* Task to carry out:
All of the records must come back exactly. Please repeat them in full.
════════════════════
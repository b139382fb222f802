//! Download of the monthly TGV punctuality dataset.

use log::info;
use sncf_api::client::{FetchConfig, SncfClient};
use sncf_api::record::write_records_csv;
use std::fs::File;

/// Fetch the last `years` years of records and store them as CSV.
pub async fn run_fetch(
    output_csv: &str,
    years: u32,
    base_url: Option<String>,
) -> anyhow::Result<()> {
    let mut config = FetchConfig {
        years,
        ..Default::default()
    };
    if let Some(url) = base_url {
        config.base_url = url;
    }

    info!(
        "Querying {} from {} ({} years)",
        config.dataset, config.base_url, config.years
    );
    let client = SncfClient::new(config)?;
    let records = client.fetch_records().await;
    if records.is_empty() {
        anyhow::bail!(
            "Unable to load data from the SNCF API. Check the network connection or try again later."
        );
    }

    let file = File::create(output_csv)?;
    write_records_csv(file, &records)?;
    info!(
        "Fetch complete. {} records written to {}",
        records.len(),
        output_csv
    );
    Ok(())
}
════════════════════
* Reply to the task:
repository b139382fb222f802
//! Download of the monthly TGV punctuality dataset.

use log::info;
use sncf_api::client::{FetchConfig, SncfClient};
use sncf_api::record::write_records_csv;
use std::fs::File;

/// Fetch the last `years` years of records and store them as CSV.
pub async fn run_fetch(
    output_csv: &str,
    years: u32,
    base_url: Option<String>,
) -> anyhow::Result<()> {
    let mut config = FetchConfig {
        years,
        ..Default::default()
    };
    if let Some(url) = base_url {
        config.base_url = url;
    }

    info!(
        "Querying {} from {} ({} years)",
        config.dataset, config.base_url, config.years
    );
    let client = SncfClient::new(config)?;
    let records = client.fetch_records().await;
    if records.is_empty() {
        anyhow::bail!(
            "Unable to load data from the SNCF API. Check the network connection or try again later."
        );
    }

    let file = File::create(output_csv)?;
    write_records_csv(file, &records)?;
    info!(
        "Fetch complete. {} records written to {}",
        records.len(),
        output_csv
    );
    Ok(())
}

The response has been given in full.